ヌケモレ・ダブリは正しい意思決定の妨げとなります。

●事象の順序、確率やリターンの的確さが重要になる!

これを誤ってしまうと期待値が異なってしまい、的確な比較や検討ができなくなります。

●期待値の大きい選択肢が必ず最善ではないということもある!

意思決定を取り巻く外部・内部環境をよく見て、適切な選択肢を選ぶことが重要です。

 

メーカーでの経験を通じて

ビジネスをしていると自然とこのように枝分かれする事象を整理して、判断材料をそろえて、判断をしていくということは当たり前にあるので、「ディシジョンツリーでまとめてみよう!」みたいなシーンはまずありません。

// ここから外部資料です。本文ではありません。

//! Path configuration applied once, before any trigger runs.
//!
//! Every run works against four well-known locations.  Each one has a
//! built-in default under `~/Backup` and can be overridden from the command
//! line:
//!
//! | Field           | Default               | Flag            |
//! |-----------------|-----------------------|-----------------|
//! | `config_source` | `~/Backup/config.toml`| `--config-file` |
//! | `data_root`     | `~/Backup/data`       | `--data-path`   |
//! | `log_root`      | `~/Backup/log`        | `--log-path`    |
//! | `tmp_root`      | `~/Backup/.tmp`       | `--tmp-path`    |

use std::path::{Path, PathBuf};

use serde::Serialize;

use crate::errors::ConfigurationError;

// ─── Types ────────────────────────────────────────────────────────────────────

/// Process-wide paths, resolved once per invocation.
#[derive(Debug, Clone, PartialEq, Eq, Serialize)]
pub struct RunConfiguration {
    /// File holding the `[[job]]` definitions.
    pub config_source: PathBuf,
    /// Root under which each trigger gets its own data directory.
    pub data_root: PathBuf,
    /// Where `backup.log` is written.
    pub log_root: PathBuf,
    /// Scratch space; jobs work in `tmp_root/<trigger>`.
    pub tmp_root: PathBuf,
}

impl RunConfiguration {
    /// Defaults rooted at `root`.
    pub fn rooted_at(root: &Path) -> Self {
        Self {
            config_source: root.join("config.toml"),
            data_root: root.join("data"),
            log_root: root.join("log"),
            tmp_root: root.join(".tmp"),
        }
    }

    /// Per-trigger data directory: `data_root / trigger`.
    pub fn trigger_data_dir(&self, trigger: &str) -> PathBuf {
        self.data_root.join(trigger)
    }

    /// Per-trigger scratch directory: `tmp_root / trigger`.
    pub fn trigger_tmp_dir(&self, trigger: &str) -> PathBuf {
        self.tmp_root.join(trigger)
    }
}

impl Default for RunConfiguration {
    fn default() -> Self {
        Self::rooted_at(&default_root())
    }
}

/// Optional replacements for the built-in paths.
#[derive(Debug, Clone, Default)]
pub struct PathOverrides {
    pub config_source: Option<PathBuf>,
    pub data_root: Option<PathBuf>,
    pub log_root: Option<PathBuf>,
    pub tmp_root: Option<PathBuf>,
}

/// `~/Backup`, or `./Backup` when no home directory can be determined.
pub fn default_root() -> PathBuf {
    dirs::home_dir()
        .unwrap_or_else(|| PathBuf::from("."))
        .join("Backup")
}

// ─── Configurator ─────────────────────────────────────────────────────────────

/// Apply `overrides` on top of `defaults` without touching the filesystem.
///
/// Empty overrides are treated as absent.
pub fn apply_overrides(defaults: RunConfiguration, overrides: PathOverrides) -> RunConfiguration {
    fn pick(default: PathBuf, over: Option<PathBuf>) -> PathBuf {
        over.filter(|p| !p.as_os_str().is_empty())
            .unwrap_or(default)
    }

    RunConfiguration {
        config_source: pick(defaults.config_source, overrides.config_source),
        data_root: pick(defaults.data_root, overrides.data_root),
        log_root: pick(defaults.log_root, overrides.log_root),
        tmp_root: pick(defaults.tmp_root, overrides.tmp_root),
    }
}

/// Resolve the run's paths and make sure the data, log and tmp roots exist.
///
/// Creation is `mkdir -p`: already-existing directories are fine.  Any other
/// filesystem error is fatal for the whole invocation.
pub fn configure(
    defaults: RunConfiguration,
    overrides: PathOverrides,
) -> Result<RunConfiguration, ConfigurationError> {
    let run = apply_overrides(defaults, overrides);

    for (kind, dir) in [
        ("data", &run.data_root),
        ("log", &run.log_root),
        ("tmp", &run.tmp_root),
    ] {
        std::fs::create_dir_all(dir).map_err(|source| ConfigurationError::CreateDir {
            kind,
            path: dir.clone(),
            source,
        })?;
    }

    tracing::debug!(?run, "paths configured");
    Ok(run)
}

// ─── Tests ────────────────────────────────────────────────────────────────────

#[cfg(test)]
mod tests {
    use super::*;

    fn overrides_all(root: &Path) -> PathOverrides {
        PathOverrides {
            config_source: Some(root.join("jobs.toml")),
            data_root: Some(root.join("d")),
            log_root: Some(root.join("l")),
            tmp_root: Some(root.join("t")),
        }
    }

    #[test]
    fn defaults_live_under_root() {
        let run = RunConfiguration::rooted_at(Path::new("/srv/Backup"));
        assert_eq!(run.config_source, Path::new("/srv/Backup/config.toml"));
        assert_eq!(run.data_root, Path::new("/srv/Backup/data"));
        assert_eq!(run.log_root, Path::new("/srv/Backup/log"));
        assert_eq!(run.tmp_root, Path::new("/srv/Backup/.tmp"));
    }

    #[test]
    fn default_root_ends_with_backup() {
        assert!(default_root().ends_with("Backup"));
    }

    #[test]
    fn no_overrides_keeps_defaults() {
        let defaults = RunConfiguration::rooted_at(Path::new("/srv/Backup"));
        let run = apply_overrides(defaults.clone(), PathOverrides::default());
        assert_eq!(run, defaults);
    }

    #[test]
    fn single_override_leaves_other_fields_alone() {
        let defaults = RunConfiguration::rooted_at(Path::new("/srv/Backup"));
        let run = apply_overrides(defaults.clone(), PathOverrides {
            data_root: Some("/tmp/x".into()),
            ..PathOverrides::default()
        });
        assert_eq!(run.data_root, Path::new("/tmp/x"));
        assert_eq!(run.config_source, defaults.config_source);
        assert_eq!(run.log_root, defaults.log_root);
        assert_eq!(run.tmp_root, defaults.tmp_root);
    }

    #[test]
    fn empty_override_is_ignored() {
        let defaults = RunConfiguration::rooted_at(Path::new("/srv/Backup"));
        let run = apply_overrides(defaults.clone(), PathOverrides {
            log_root: Some(PathBuf::new()),
            ..PathOverrides::default()
        });
        assert_eq!(run.log_root, defaults.log_root);
    }

    #[test]
    fn configure_creates_nested_roots() {
        let dir = tempfile::tempdir().unwrap();
        let defaults = RunConfiguration::rooted_at(&dir.path().join("deep").join("Backup"));
        let run = configure(defaults, PathOverrides::default()).unwrap();
        assert!(run.data_root.is_dir());
        assert!(run.log_root.is_dir());
        assert!(run.tmp_root.is_dir());
        // The config source is only read, never created.
        assert!(!run.config_source.exists());
    }

    #[test]
    fn configure_is_idempotent() {
        let dir = tempfile::tempdir().unwrap();
        let defaults = RunConfiguration::rooted_at(dir.path());
        let first = configure(defaults.clone(), overrides_all(dir.path())).unwrap();
        let second = configure(defaults, overrides_all(dir.path())).unwrap();
        assert_eq!(first, second);
        assert!(second.data_root.ends_with("d"));
    }

    #[test]
    fn configure_fails_when_root_is_a_file() {
        let dir = tempfile::tempdir().unwrap();
        let blocker = dir.path().join("blocker");
        std::fs::write(&blocker, "not a directory").unwrap();

        let err = configure(RunConfiguration::rooted_at(dir.path()), PathOverrides {
            data_root: Some(blocker.join("data")),
            ..PathOverrides::default()
        })
        .unwrap_err();

        let ConfigurationError::CreateDir { kind, path, .. } = err;
        assert_eq!(kind, "data");
        assert_eq!(path, blocker.join("data"));
    }

    #[test]
    fn trigger_dirs_follow_roots() {
        let run = RunConfiguration::rooted_at(Path::new("/b"));
        assert_eq!(run.trigger_data_dir("nightly"), Path::new("/b/data/nightly"));
        assert_eq!(run.trigger_tmp_dir("nightly"), Path::new("/b/.tmp/nightly"));
    }
}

この思考法で最も大事なことは、不確実性の高い内容についてリターン額やその発生確率を定量化するところにあります。この精度をいかに高められるかなので、メーカーで戦略や投資の意思決定をするときには、この定量化をするところに全力投球をするというイメージです。この定量化のためにあらゆる調査、分析、エビデンスを揃えていき、その作業自体が最も大切なのです。それさえ精度高く集まれば意思決定なんて誰がやっても同じだからです。ですが、それが中々難しく精度高く定量化ができないのである程度の判断材料で意思決定を行うのが経営者の役割なのです。

まとめ

以上のように、思考法自体はおおまかに知っておいて損はないと思います。

その上で、定量化に全力を注ぐことが重要であること。また、もう少し俯瞰するとこの思考法自体は不確実性があまり高くないつまりリターンや発生確率を比較的推定しやすい業界(製薬など)などでの意思決定で役立つということも知っておくと良いと思います。